*Directions for this task*.
Lines with the word "find" are the answer; copy each of them from the data below.

Listed records Block Start

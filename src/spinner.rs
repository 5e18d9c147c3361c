use console::style;
use indicatif::{ProgressBar, ProgressStyle};
use std::time::Duration;

use crate::workflow::{OperationState, OperationStatus, RunObserver};

/// Create a spinner with consistent styling.
fn create_spinner(msg: &str) -> ProgressBar {
    let pb = ProgressBar::new_spinner();
    pb.enable_steady_tick(Duration::from_millis(120));
    let ticks = ProgressStyle::default_spinner()
        .tick_strings(&["⠋", "⠙", "⠹", "⠸", "⠼", "⠴", "⠦", "⠧", "⠇", "⠏"]);
    pb.set_style(
        ticks
            .clone()
            .template("{spinner:.blue} {msg}")
            .unwrap_or(ticks),
    );
    pb.set_message(msg.to_string());
    pb
}

fn finished_line(state: &OperationState) -> String {
    let mark = match state.status {
        OperationStatus::Success => style("✔").green(),
        OperationStatus::Warning => style("⚠").yellow(),
        OperationStatus::Error => style("✘").red(),
        OperationStatus::Pending | OperationStatus::Running => style("·").dim(),
    };
    match &state.message {
        Some(message) => format!("{} {} {}", mark, state.label, style(message).dim()),
        None => format!("{} {}", mark, state.label),
    }
}

/// One spinner line per operation, left behind with its final status.
#[derive(Default)]
pub struct SpinnerObserver {
    current: Option<ProgressBar>,
}

impl RunObserver for SpinnerObserver {
    fn on_start(&mut self, state: &OperationState) {
        if let Some(pb) = self.current.take() {
            pb.finish_and_clear();
        }
        self.current = Some(create_spinner(&state.label));
    }

    fn on_finish(&mut self, state: &OperationState) {
        let line = finished_line(state);
        match self.current.take() {
            Some(pb) => pb.finish_with_message(line),
            None => eprintln!("{}", line),
        }
    }
}

#[cfg(test)]
mod tests {
    use super::*;
    use crate::workflow::operations::OperationId;

    fn state(status: OperationStatus, message: Option<&str>) -> OperationState {
        OperationState {
            id: OperationId::Fetch,
            label: "Fetching from origin".into(),
            status,
            message: message.map(str::to_string),
        }
    }

    #[test]
    fn finished_line_carries_label_and_message() {
        console::set_colors_enabled(false);
        assert_eq!(
            finished_line(&state(OperationStatus::Success, Some("Done"))),
            "✔ Fetching from origin Done"
        );
        assert_eq!(
            finished_line(&state(OperationStatus::Warning, None)),
            "⚠ Fetching from origin"
        );
        assert!(finished_line(&state(OperationStatus::Error, Some("boom"))).starts_with("✘ "));
    }
}
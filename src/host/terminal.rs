use anyhow::{Result, anyhow};
use std::path::Path;
use tracing::{debug, warn};

use crate::cmd::Cmd;

#[derive(Debug, Clone, Copy, PartialEq, Eq)]
pub enum Terminal {
    Ghostty,
    ITerm,
    Warp,
    VsCode,
    Kitty,
    Alacritty,
    AppleTerminal,
    Hyper,
    GnomeTerminal,
    Konsole,
}

impl Terminal {
    const ALL: [Terminal; 10] = [
        Terminal::Ghostty,
        Terminal::ITerm,
        Terminal::Warp,
        Terminal::VsCode,
        Terminal::Kitty,
        Terminal::Alacritty,
        Terminal::AppleTerminal,
        Terminal::Hyper,
        Terminal::GnomeTerminal,
        Terminal::Konsole,
    ];

    pub fn name(self) -> &'static str {
        match self {
            Terminal::Ghostty => "ghostty",
            Terminal::ITerm => "iterm",
            Terminal::Warp => "warp",
            Terminal::VsCode => "vscode",
            Terminal::Kitty => "kitty",
            Terminal::Alacritty => "alacritty",
            Terminal::AppleTerminal => "apple-terminal",
            Terminal::Hyper => "hyper",
            Terminal::GnomeTerminal => "gnome-terminal",
            Terminal::Konsole => "konsole",
        }
    }

    /// Parse a name as written in the config file's `terminal` key.
    pub fn from_name(name: &str) -> Option<Self> {
        let name = name.trim().to_lowercase();
        Self::ALL.into_iter().find(|t| t.name() == name)
    }
}

/// Identify the terminal we are running in from its environment markers.
pub fn detect_from_env(var: impl Fn(&str) -> Option<String>) -> Option<Terminal> {
    let set = |key: &str| var(key).is_some_and(|v| !v.is_empty());
    let term_program = var("TERM_PROGRAM").unwrap_or_default().to_lowercase();

    if set("GHOSTTY_RESOURCES_DIR") {
        Some(Terminal::Ghostty)
    } else if set("ITERM_SESSION_ID") {
        Some(Terminal::ITerm)
    } else if set("WARP_SESSION_ID") || term_program.contains("warp") {
        Some(Terminal::Warp)
    } else if set("VSCODE_INJECTION") || term_program == "vscode" {
        Some(Terminal::VsCode)
    } else if set("KITTY_PID") {
        Some(Terminal::Kitty)
    } else if set("ALACRITTY_SOCKET") {
        Some(Terminal::Alacritty)
    } else if term_program == "apple_terminal" {
        Some(Terminal::AppleTerminal)
    } else if term_program == "hyper" {
        Some(Terminal::Hyper)
    } else if set("GNOME_TERMINAL_SCREEN") {
        Some(Terminal::GnomeTerminal)
    } else if set("KONSOLE_VERSION") {
        Some(Terminal::Konsole)
    } else {
        None
    }
}

pub fn detect() -> Option<Terminal> {
    detect_from_env(|key| std::env::var(key).ok())
}

fn escape_applescript(s: &str) -> String {
    s.replace('\\', "\\\\").replace('"', "\\\"")
}

/// A path inside a double-quoted `cd` that AppleScript then types into a shell.
fn escape_cd_path(path: &str) -> String {
    path.replace('"', "\\\"").replace('$', "\\$")
}

fn escape_shell_single(s: &str) -> String {
    s.replace('\'', "'\\''")
}

fn osascript(script: &str) -> Result<()> {
    Cmd::new("osascript").args(&["-e", script]).run()?;
    Ok(())
}

/// AppleScript that opens a new tab with Cmd+T and types a command into it.
fn keystroke_new_tab_script(app: &str, command: &str) -> String {
    format!(
        r#"tell application "{app}"
  activate
  tell application "System Events"
    keystroke "t" using command down
    delay 0.3
    keystroke "{command}"
    key code 36
  end tell
end tell"#,
        app = app,
        command = escape_applescript(command),
    )
}

fn launch(terminal: Terminal, path: &Path, title: &str) -> Result<()> {
    let path_str = path
        .to_str()
        .ok_or_else(|| anyhow!("Invalid path: {}", path.display()))?;
    match terminal {
        Terminal::ITerm => osascript(&format!(
            r#"tell application "iTerm"
  tell current window
    create tab with default profile
    tell current session
      set name to "{title}"
      write text "cd {path}"
    end tell
  end tell
end tell"#,
            title = escape_applescript(title),
            path = escape_cd_path(path_str),
        )),
        Terminal::AppleTerminal => osascript(&format!(
            r#"tell application "Terminal"
  activate
  do script "cd {path}"
  set custom title of front window to "{title}"
end tell"#,
            title = escape_applescript(title),
            path = escape_cd_path(path_str),
        )),
        Terminal::Warp => osascript(&keystroke_new_tab_script(
            "Warp",
            &format!("cd '{}'", escape_shell_single(path_str)),
        )),
        Terminal::Ghostty => osascript(&keystroke_new_tab_script(
            "Ghostty",
            &format!(
                "cd '{}' && printf '\\033]0;{}\\007'",
                escape_shell_single(path_str),
                escape_shell_single(title)
            ),
        )),
        Terminal::Kitty => {
            let title_arg = format!("--tab-title={}", title);
            let cwd_arg = format!("--cwd={}", path_str);
            Cmd::new("kitty")
                .args(&["@", "launch", "--type=tab", &title_arg, &cwd_arg])
                .run()?;
            Ok(())
        }
        Terminal::GnomeTerminal => {
            let title_arg = format!("--title={}", title);
            let dir_arg = format!("--working-directory={}", path_str);
            Cmd::new("gnome-terminal")
                .args(&["--tab", &title_arg, &dir_arg])
                .run()?;
            Ok(())
        }
        Terminal::Konsole => {
            let title_arg = format!("tabtitle={}", title);
            Cmd::new("konsole")
                .args(&["--new-tab", "-p", &title_arg, "--workdir", path_str])
                .run()?;
            Ok(())
        }
        Terminal::VsCode | Terminal::Alacritty | Terminal::Hyper => open_default(path_str),
    }
}

fn open_default(path: &str) -> Result<()> {
    if cfg!(target_os = "macos") {
        Cmd::new("open").args(&["-a", "Terminal", path]).run()?;
        return Ok(());
    }
    if cfg!(windows) {
        let cd = format!("cd /d {}", path);
        return Cmd::new("cmd")
            .args(&["/C", "start", "cmd", "/K", &cd])
            .spawn_detached();
    }
    let dir_arg = format!("--working-directory={}", path);
    Cmd::new("x-terminal-emulator")
        .arg(&dir_arg)
        .spawn_detached()
        .or_else(|e| {
            debug!(error = %e, "terminal:x-terminal-emulator unavailable");
            Cmd::new("xdg-open").arg(path).spawn_detached()
        })
}

/// Open a new tab (or window) at `path` titled `title`. A failing
/// terminal-specific launcher falls back to the platform default.
pub fn open(terminal: Option<Terminal>, path: &Path, title: &str) -> Result<()> {
    let Some(terminal) = terminal else {
        let path_str = path
            .to_str()
            .ok_or_else(|| anyhow!("Invalid path: {}", path.display()))?;
        return open_default(path_str);
    };
    debug!(terminal = terminal.name(), path = %path.display(), "terminal:open");
    launch(terminal, path, title).or_else(|e| {
        warn!(terminal = terminal.name(), error = %e, "terminal:launch failed, using default");
        let path_str = path
            .to_str()
            .ok_or_else(|| anyhow!("Invalid path: {}", path.display()))?;
        open_default(path_str)
    })
}

#[cfg(test)]
mod tests {
    use super::*;
    use std::collections::HashMap;

    fn env(pairs: &[(&str, &str)]) -> impl Fn(&str) -> Option<String> {
        let map: HashMap<String, String> = pairs
            .iter()
            .map(|(k, v)| (k.to_string(), v.to_string()))
            .collect();
        move |key| map.get(key).cloned()
    }

    #[test]
    fn ghostty_marker_wins_over_term_program() {
        let detected = detect_from_env(env(&[
            ("GHOSTTY_RESOURCES_DIR", "/x"),
            ("TERM_PROGRAM", "vscode"),
        ]));
        assert_eq!(detected, Some(Terminal::Ghostty));
    }

    #[test]
    fn term_program_variants() {
        assert_eq!(
            detect_from_env(env(&[("TERM_PROGRAM", "Apple_Terminal")])),
            Some(Terminal::AppleTerminal)
        );
        assert_eq!(
            detect_from_env(env(&[("TERM_PROGRAM", "WarpTerminal")])),
            Some(Terminal::Warp)
        );
        assert_eq!(detect_from_env(env(&[("KITTY_PID", "42")])), Some(Terminal::Kitty));
        assert_eq!(detect_from_env(env(&[("KITTY_PID", "")])), None);
        assert_eq!(detect_from_env(env(&[])), None);
    }

    #[test]
    fn names_round_trip_through_config_spelling() {
        for t in Terminal::ALL {
            assert_eq!(Terminal::from_name(t.name()), Some(t));
        }
        assert_eq!(Terminal::from_name(" Kitty "), Some(Terminal::Kitty));
        assert_eq!(Terminal::from_name("xterm"), None);
    }

    #[test]
    fn applescript_strings_are_escaped() {
        assert_eq!(escape_applescript(r#"a "b" \c"#), r#"a \"b\" \\c"#);
        assert_eq!(escape_cd_path("/tmp/$HOME \"x\""), "/tmp/\\$HOME \\\"x\\\"");
        assert_eq!(escape_shell_single("it's"), "it'\\''s");
    }
}
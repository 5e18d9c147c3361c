use anyhow::{Result, anyhow};
use std::path::Path;
use tracing::debug;

use crate::cmd::Cmd;

pub const EDITOR_ENV: &str = "WORKTREE_EDITOR";

const KNOWN_EDITORS: &[&str] = &["cursor", "code", "zed"];

/// `$WORKTREE_EDITOR` when set, otherwise the first known editor on PATH.
pub fn detect() -> Option<String> {
    detect_with(
        std::env::var(EDITOR_ENV).ok(),
        |bin| which::which(bin).is_ok(),
    )
}

fn detect_with(override_editor: Option<String>, on_path: impl Fn(&str) -> bool) -> Option<String> {
    if let Some(editor) = override_editor
        && !editor.trim().is_empty()
    {
        return Some(editor.trim().to_string());
    }
    KNOWN_EDITORS
        .iter()
        .find(|bin| on_path(bin))
        .map(|bin| bin.to_string())
}

/// Launch `editor` on `path`. The editor string may carry extra arguments,
/// e.g. `code --new-window`.
pub fn open(editor: &str, path: &Path) -> Result<()> {
    let mut parts = editor.split_whitespace();
    let program = parts
        .next()
        .ok_or_else(|| anyhow!("Empty editor command"))?;
    let extra: Vec<&str> = parts.collect();
    let path_str = path
        .to_str()
        .ok_or_else(|| anyhow!("Invalid path: {}", path.display()))?;
    debug!(editor, path = path_str, "editor:open");
    Cmd::new(program).args(&extra).arg(path_str).run()?;
    Ok(())
}

pub fn open_file_explorer(path: &Path) -> Result<()> {
    let path_str = path
        .to_str()
        .ok_or_else(|| anyhow!("Invalid path: {}", path.display()))?;
    let program = if cfg!(target_os = "macos") {
        "open"
    } else if cfg!(windows) {
        "explorer"
    } else {
        "xdg-open"
    };
    Cmd::new(program).arg(path_str).spawn_detached()
}
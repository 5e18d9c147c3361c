mod cli;
mod cmd;
mod config;
mod files;
mod git;
mod host;
mod logger;
mod prompt;
mod services;
mod spinner;
mod version;
mod workflow;

use anyhow::Result;
use std::process::ExitCode;
use tracing::{error, info};

fn main() -> Result<ExitCode> {
    logger::init()?;
    info!(args = ?std::env::args().collect::<Vec<_>>(), "worktree start");

    match cli::run() {
        Ok(code) => {
            info!(?code, "worktree finished");
            Ok(code)
        }
        Err(err) => {
            error!(error = ?err, "worktree failed");
            Err(err)
        }
    }
}
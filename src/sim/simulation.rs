use super::{Bird, PipeField};
use crate::config::Tuning;
use rand::SeedableRng;
use rand_pcg::Pcg32;
use std::time::Duration;

/// What ended an episode.
#[derive(Debug, Clone, Copy, PartialEq, Eq)]
pub enum DeathCause {
    /// Hit the ceiling or the ground.
    Boundary,
    /// Hit a pipe.
    Obstacle,
}

#[derive(Debug, Clone, Copy, PartialEq, Eq)]
pub enum Phase {
    Playing,
    GameOver(DeathCause),
}

/// Things the outside world may want to react to (sound, persistence).
#[derive(Debug, Clone, Copy, PartialEq, Eq)]
pub enum GameEvent {
    Flapped,
    Scored,
    Died {
        cause: DeathCause,
        score: u32,
        /// Set when this episode beat the previous best.
        new_best: Option<u32>,
    },
    Restarted,
}

/// The whole game state: bird, pipes, score and phase.
#[derive(Debug, Clone)]
pub struct Simulation {
    tuning: Tuning,
    bird: Bird,
    field: PipeField,
    score: u32,
    best_score: u32,
    phase: Phase,
    ground_scroll: f32,
    rng: Pcg32,
}

impl Simulation {
    pub fn new(tuning: Tuning, best_score: u32, seed: u64) -> Self {
        Self {
            bird: Bird::new(&tuning),
            field: PipeField::new(),
            score: 0,
            best_score,
            phase: Phase::Playing,
            ground_scroll: 0.0,
            rng: Pcg32::seed_from_u64(seed),
            tuning,
        }
    }

    pub fn tuning(&self) -> &Tuning {
        &self.tuning
    }

    pub fn bird(&self) -> &Bird {
        &self.bird
    }

    pub fn field(&self) -> &PipeField {
        &self.field
    }

    pub fn score(&self) -> u32 {
        self.score
    }

    pub fn best_score(&self) -> u32 {
        self.best_score
    }

    pub fn phase(&self) -> Phase {
        self.phase
    }

    pub fn is_game_over(&self) -> bool {
        matches!(self.phase, Phase::GameOver(_))
    }

    pub fn ground_scroll(&self) -> f32 {
        self.ground_scroll
    }

    /// The single player button: flap while playing, restart after a crash.
    pub fn press(&mut self) -> Option<GameEvent> {
        match self.phase {
            Phase::Playing => {
                self.bird.flap(&self.tuning);
                Some(GameEvent::Flapped)
            }
            Phase::GameOver(_) => {
                self.reset();
                Some(GameEvent::Restarted)
            }
        }
    }

    /// Start a fresh episode. The best score survives.
    pub fn reset(&mut self) {
        self.bird = Bird::new(&self.tuning);
        self.field = PipeField::new();
        self.score = 0;
        self.phase = Phase::Playing;
        self.ground_scroll = 0.0;
    }

    /// Advance one frame. Does nothing once the game is over.
    pub fn step(&mut self, dt: Duration) -> Vec<GameEvent> {
        let mut events = Vec::new();
        if self.is_game_over() {
            return events;
        }
        let tuning = &self.tuning;
        // Already pressed against the ceiling: integration alone could pull
        // the bird back below it when velocity is zero.
        let at_ceiling = self.bird.y <= 0.0;

        self.field.update_spawner(dt, &mut self.rng, tuning);
        self.bird.integrate(dt, tuning);
        self.field.advance_all(tuning);

        let passed = self.field.check_scoring(self.bird.x(), tuning);
        for _ in 0..passed {
            self.score += 1;
            events.push(GameEvent::Scored);
        }

        if let Some(cause) = self.check_collision(at_ceiling) {
            events.push(self.game_over(cause));
        } else {
            self.ground_scroll += self.tuning.scroll_speed;
        }
        events
    }

    #[cfg(test)]
    pub(crate) fn set_score(&mut self, score: u32) {
        self.score = score;
    }

    fn check_collision(&self, at_ceiling: bool) -> Option<DeathCause> {
        let tuning = &self.tuning;
        if at_ceiling || self.bird.y <= 0.0 || self.bird.y >= tuning.ground_y() {
            return Some(DeathCause::Boundary);
        }
        if self
            .field
            .collides_with(&self.bird.bounds(tuning), tuning)
        {
            return Some(DeathCause::Obstacle);
        }
        None
    }

    fn game_over(&mut self, cause: DeathCause) -> GameEvent {
        self.phase = Phase::GameOver(cause);
        let new_best = (self.score > self.best_score).then_some(self.score);
        self.best_score = self.best_score.max(self.score);
        log::info!(
            "Game over ({:?}): score {}, best {}, {} pipes on screen",
            cause,
            self.score,
            self.best_score,
            self.field.len()
        );
        GameEvent::Died {
            cause,
            score: self.score,
            new_best,
        }
    }
}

Listed records Block End

*Written reply*.
        Self::ALL.into_iter().find(|t| t.name() == name)
        .find(|bin| on_path(bin))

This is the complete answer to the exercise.